Glass beads from the moon
Chinese researchers detected water trapped within beads of glass created by lunar impacts. (Credit: He et al., IGG /CAS)

Beads of glass could become a key source of water for future crewed settlements on the moon, researchers say.

That claim is based on an assessment of the water contained within a sampling of glassy beads that were created over the course of millennia by cosmic impacts on the moon, and ended up being brought back to Earth in 2020 by China’s Chang’e-5 sample return mission.

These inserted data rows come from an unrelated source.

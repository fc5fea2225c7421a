/// Response status code.
///
/// Any code can be written. Codes without a known reason phrase are written
/// with an empty one.
#[derive(Debug, Clone, Copy, PartialEq, Eq, PartialOrd, Ord, Hash)]
pub struct StatusCode(pub u16);

impl StatusCode {
    pub const OK: StatusCode = StatusCode(200);
    pub const BAD_REQUEST: StatusCode = StatusCode(400);
    pub const INTERNAL_SERVER_ERROR: StatusCode = StatusCode(500);

    pub fn as_u16(self) -> u16 {
        self.0
    }

    pub fn reason_phrase(self) -> &'static str {
        match self {
            StatusCode::OK => "OK",
            StatusCode::BAD_REQUEST => "Bad Request",
            StatusCode::INTERNAL_SERVER_ERROR => "Internal Server Error",
            _ => "",
        }
    }
}

impl From<u16> for StatusCode {
    fn from(code: u16) -> Self {
        StatusCode(code)
    }
}

impl std::fmt::Display for StatusCode {
    fn fmt(&self, f: &mut std::fmt::Formatter<'_>) -> std::fmt::Result {
        write!(f, "{} {}", self.0, self.reason_phrase())
    }
}

#[cfg(test)]
mod tests {
    use super::*;

    #[test]
    fn known_reason_phrases() {
        assert_eq!(StatusCode::OK.reason_phrase(), "OK");
        assert_eq!(StatusCode::from(400).reason_phrase(), "Bad Request");
        assert_eq!(StatusCode(500).to_string(), "500 Internal Server Error");
    }

    #[test]
    fn unknown_code_has_empty_reason() {
        assert_eq!(StatusCode(418).reason_phrase(), "");
        assert_eq!(StatusCode(418).as_u16(), 418);
    }
}
use rawhttp::config::ServerConfig;
use rawhttp::net::server::Server;
use tracing_subscriber::EnvFilter;

#[async_std::main]
async fn main() -> std::io::Result<()> {
    tracing_subscriber::fmt()
        .with_env_filter(
            EnvFilter::try_from_default_env().unwrap_or_else(|_| EnvFilter::new("info")),
        )
        .init();

    let config = match std::env::args().nth(1) {
        Some(path) => ServerConfig::from_file(&path),
        None => ServerConfig::default(),
    };

    let server = Server::bind(config).await?;
    tracing::info!("listening on {}", server.local_addr()?);
    server.run().await
}
use async_std::io::Write;

use crate::handler::HandlerError;
use crate::http::parser::ParseError;
use crate::http::response::{ResponseWriter, default_headers};
use crate::http::status::StatusCode;

const OK_HTML: &str = r#"<html>
  <head>
    <title>200 OK</title>
  </head>
  <body>
    <h1>Success!</h1>
    <p>Request received and understood.</p>
  </body>
</html>"#;

const BAD_REQUEST_HTML: &str = r#"<html>
  <head>
    <title>400 Bad Request</title>
  </head>
  <body>
    <h1>Bad Request</h1>
    <p>The server could not make sense of this request.</p>
  </body>
</html>"#;

const INTERNAL_SERVER_ERROR_HTML: &str = r#"<html>
  <head>
    <title>500 Internal Server Error</title>
  </head>
  <body>
    <h1>Internal Server Error</h1>
    <p>Something went wrong on our side.</p>
  </body>
</html>"#;

pub async fn ok<W: Write + Unpin>(w: &mut ResponseWriter<W>) -> Result<(), HandlerError> {
    html(w, StatusCode::OK, OK_HTML).await
}

pub async fn bad_request<W: Write + Unpin>(w: &mut ResponseWriter<W>) -> Result<(), HandlerError> {
    html(w, StatusCode::BAD_REQUEST, BAD_REQUEST_HTML).await
}

pub async fn internal_server_error<W: Write + Unpin>(
    w: &mut ResponseWriter<W>,
) -> Result<(), HandlerError> {
    html(w, StatusCode::INTERNAL_SERVER_ERROR, INTERNAL_SERVER_ERROR_HTML).await
}

/// Plain text answer naming the parse failure.
pub async fn parse_error<W: Write + Unpin>(
    w: &mut ResponseWriter<W>,
    err: ParseError,
) -> Result<(), HandlerError> {
    let body = format!("error parsing request: {err}\n");
    w.write_status_line(err.into_http_status()).await?;
    w.write_headers(&default_headers(body.len())).await?;
    w.write_body(body.as_bytes()).await?;
    Ok(())
}

async fn html<W: Write + Unpin>(
    w: &mut ResponseWriter<W>,
    status: StatusCode,
    page: &str,
) -> Result<(), HandlerError> {
    let mut headers = default_headers(page.len());
    headers.set("Content-Type", "text/html")?;

    w.write_status_line(status).await?;
    w.write_headers(&headers).await?;
    w.write_body(page.as_bytes()).await?;
    Ok(())
}
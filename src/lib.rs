//! HTTP/1.1 served straight off a TCP stream.
//!
//! [`http`] holds the wire codec: an incremental request parser and a
//! response writer that enforces status line, headers, body and trailer
//! order. [`net`] accepts connections and drives one request/response
//! exchange per connection; [`handler`] decides what to answer.

pub mod config;
pub mod handler;
pub mod http;
pub mod net;
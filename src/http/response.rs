//! Response writer enforcing HTTP/1.1 write order.
//!
//! A [`ResponseWriter`] moves through
//! `Initialized -> StatusLineWritten -> HeadersWritten -> BodyWritten`,
//! entering each state exactly once. The body is either written in one piece
//! with [`write_body`](ResponseWriter::write_body), or as a sequence of
//! chunks closed by [`write_chunked_body_done`](ResponseWriter::write_chunked_body_done)
//! and then [`write_trailers`](ResponseWriter::write_trailers).
//!
//! Every call assembles its bytes before touching the stream, so a call made
//! in the wrong state writes nothing, and a failed write leaves the state
//! where it was.

use async_std::io::Write;
use async_std::prelude::*;
use thiserror::Error;

use crate::http::headers::Headers;
use crate::http::status::StatusCode;
use crate::http::{CRLF, HTTP_VERSION};

#[derive(Debug, Clone, Copy, PartialEq, Eq)]
pub enum WriterState {
    Initialized,
    StatusLineWritten,
    HeadersWritten,
    /// `trailers_allowed` is set only by the chunked path, after the
    /// terminal chunk, and cleared once the trailers are written.
    BodyWritten { trailers_allowed: bool },
}

#[derive(Debug, Error)]
pub enum WriteError {
    #[error("cannot {operation} in state {state:?}")]
    OrderViolation {
        operation: &'static str,
        state: WriterState,
    },
    #[error(transparent)]
    Io(#[from] std::io::Error),
}

/// Baseline headers for a fixed-length response. Callers override or delete
/// entries before handing them to [`ResponseWriter::write_headers`].
pub fn default_headers(content_length: usize) -> Headers {
    let mut headers = Headers::new();
    headers.insert("Content-Length", &content_length.to_string());
    headers.insert("Connection", "close");
    headers.insert("Content-Type", "text/plain");
    headers
}

pub struct ResponseWriter<W> {
    stream: W,
    state: WriterState,
}

impl<W> ResponseWriter<W>
where
    W: Write + Unpin,
{
    pub fn new(stream: W) -> Self {
        Self {
            stream,
            state: WriterState::Initialized,
        }
    }

    pub fn state(&self) -> WriterState {
        self.state
    }

    pub fn into_inner(self) -> W {
        self.stream
    }

    /// Writes `HTTP/1.1 <code> <reason>\r\n`.
    pub async fn write_status_line(&mut self, status: StatusCode) -> Result<(), WriteError> {
        self.expect_state(WriterState::Initialized, "write status line")?;
        let line = format!(
            "HTTP/{} {} {}\r\n",
            HTTP_VERSION,
            status.as_u16(),
            status.reason_phrase()
        );
        self.emit(line.as_bytes(), WriterState::StatusLineWritten).await
    }

    /// Writes every header as `name: value\r\n` in insertion order, then the
    /// blank line closing the header section. Names are written as stored.
    pub async fn write_headers(&mut self, headers: &Headers) -> Result<(), WriteError> {
        self.expect_state(WriterState::StatusLineWritten, "write headers")?;
        let mut out = Vec::new();
        headers.write_to(&mut out);
        out.extend_from_slice(CRLF);
        self.emit(&out, WriterState::HeadersWritten).await
    }

    /// Writes a fixed-length body verbatim. Matching `Content-Length` is up
    /// to the caller. Returns the number of bytes written.
    pub async fn write_body(&mut self, body: &[u8]) -> Result<usize, WriteError> {
        self.expect_state(WriterState::HeadersWritten, "write body")?;
        self.emit(body, WriterState::BodyWritten { trailers_allowed: false }).await?;
        Ok(body.len())
    }

    /// Writes one `<hex-len>\r\n<bytes>\r\n` frame. May be called any number
    /// of times before [`write_chunked_body_done`](Self::write_chunked_body_done).
    /// Returns the number of payload bytes written.
    pub async fn write_chunked_body_chunk(&mut self, chunk: &[u8]) -> Result<usize, WriteError> {
        self.expect_state(WriterState::HeadersWritten, "write body chunk")?;
        let mut out = Vec::with_capacity(chunk.len() + 12);
        out.extend_from_slice(format!("{:X}", chunk.len()).as_bytes());
        out.extend_from_slice(CRLF);
        out.extend_from_slice(chunk);
        out.extend_from_slice(CRLF);
        self.emit(&out, WriterState::HeadersWritten).await?;
        Ok(chunk.len())
    }

    /// Writes the terminal `0\r\n` chunk. The blank line ending the message
    /// is written by [`write_trailers`](Self::write_trailers), even when
    /// there are no trailers.
    pub async fn write_chunked_body_done(&mut self) -> Result<(), WriteError> {
        self.expect_state(WriterState::HeadersWritten, "finish chunked body")?;
        self.emit(b"0\r\n", WriterState::BodyWritten { trailers_allowed: true }).await
    }

    /// Writes trailer fields and the final blank line. Only valid after
    /// [`write_chunked_body_done`](Self::write_chunked_body_done).
    pub async fn write_trailers(&mut self, trailers: &Headers) -> Result<(), WriteError> {
        self.expect_state(WriterState::BodyWritten { trailers_allowed: true }, "write trailers")?;
        let mut out = Vec::new();
        trailers.write_to(&mut out);
        out.extend_from_slice(CRLF);
        self.emit(&out, WriterState::BodyWritten { trailers_allowed: false }).await
    }

    pub async fn flush(&mut self) -> Result<(), WriteError> {
        self.stream.flush().await?;
        Ok(())
    }

    fn expect_state(
        &self,
        expected: WriterState,
        operation: &'static str,
    ) -> Result<(), WriteError> {
        if self.state != expected {
            return Err(WriteError::OrderViolation {
                operation,
                state: self.state,
            });
        }
        Ok(())
    }

    async fn emit(&mut self, bytes: &[u8], next: WriterState) -> Result<(), WriteError> {
        self.stream.write_all(bytes).await?;
        self.state = next;
        Ok(())
    }
}
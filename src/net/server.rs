//! TCP transport around the HTTP codec.
//!
//! This module only deals with connections:
//! - accepting TCP connections, one task per connection,
//! - enforcing read and write deadlines,
//! - closing the connection once the exchange is over.
//!
//! Parsing and response framing live in [`http`](crate::http), and what to
//! answer is decided by [`handler`](crate::handler).
//!
//! ## Connection lifecycle
//!
//! 1. Accept a TCP connection
//! 2. Read and incrementally parse the request head
//!    (delegated to [`request_from_reader`])
//! 3. On a parse failure, answer with a client error and stop
//! 4. Otherwise hand the request and a [`ResponseWriter`] to
//!    [`handler::handle`]
//! 5. Flush and shut the connection down
//!
//! Exactly one request is served per connection.

use async_std::future::timeout;
use async_std::net::{Shutdown, SocketAddr, TcpListener, TcpStream};
use async_std::task;
use std::sync::Arc;

use crate::config::ServerConfig;
use crate::handler;
use crate::http::parser::{ParseError, request_from_reader};
use crate::http::response::ResponseWriter;

pub struct Server {
    listener: TcpListener,
    config: Arc<ServerConfig>,
}

impl Server {
    /// Binds the listener to the configured address and port.
    pub async fn bind(config: ServerConfig) -> std::io::Result<Self> {
        let listener = TcpListener::bind((config.address, config.port)).await?;
        Ok(Self {
            listener,
            config: Arc::new(config),
        })
    }

    pub fn local_addr(&self) -> std::io::Result<SocketAddr> {
        self.listener.local_addr()
    }

    /// Accepts connections forever, spawning a task for each client.
    pub async fn run(self) -> std::io::Result<()> {
        loop {
            let (stream, peer) = match self.listener.accept().await {
                Ok(conn) => conn,
                Err(err) => {
                    tracing::warn!("accepting connection failed: {err}");
                    continue;
                }
            };
            tracing::debug!("accepted connection from {peer}");
            task::spawn(Self::handle_client(stream, peer, Arc::clone(&self.config)));
        }
    }

    async fn handle_client(mut stream: TcpStream, peer: SocketAddr, config: Arc<ServerConfig>) {
        let limits = config.parse_limits();
        let read = request_from_reader(&mut stream, &limits);
        let parsed = match timeout(config.read_timeout, read).await {
            Ok(parsed) => parsed,
            Err(_) => {
                tracing::warn!("{peer}: timed out reading request");
                return;
            }
        };

        let mut writer = ResponseWriter::new(stream);
        let outcome = match parsed {
            Ok(request) => {
                tracing::info!("{peer}: {} {}", request.method(), request.target());
                timeout(config.write_timeout, handler::handle(&mut writer, &request)).await
            }
            Err(ParseError::Io(err)) => {
                tracing::warn!("{peer}: I/O error while reading request: {err}");
                return;
            }
            Err(err) => {
                tracing::info!("{peer}: bad request: {err}");
                timeout(config.write_timeout, handler::handle_parse_error(&mut writer, err)).await
            }
        };

        match outcome {
            Ok(Ok(())) => {}
            Ok(Err(err)) => tracing::warn!("{peer}: failed writing response: {err}"),
            Err(_) => tracing::warn!("{peer}: timed out writing response"),
        }

        if let Err(err) = writer.flush().await {
            tracing::debug!("{peer}: flush failed: {err}");
        }
        if let Err(err) = writer.into_inner().shutdown(Shutdown::Write) {
            tracing::debug!("{peer}: shutdown failed: {err}");
        }
    }
}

A spectroscopic analysis determined that the beads contained more water than the researchers expected based on past studies. They surmised that interactions between hydrogen ions in the solar wind and oxygen-bearing materials in lunar soil created H2O molecules that could be trapped within the glass — and then diffused under the right conditions.

Based on an extrapolation of such findings, the research team — headed by scientists from the Chinese Academy of Sciences — estimates that glass beads in lunar soil may contain up to 270 trillion kilograms (595 trillion pounds, or 71 trillion gallons) of water.

“We propose that impact glass beads in lunar soils are a prime water reservoir candidate able to drive the lunar surface water cycle,” the researchers report in Nature Geoscience.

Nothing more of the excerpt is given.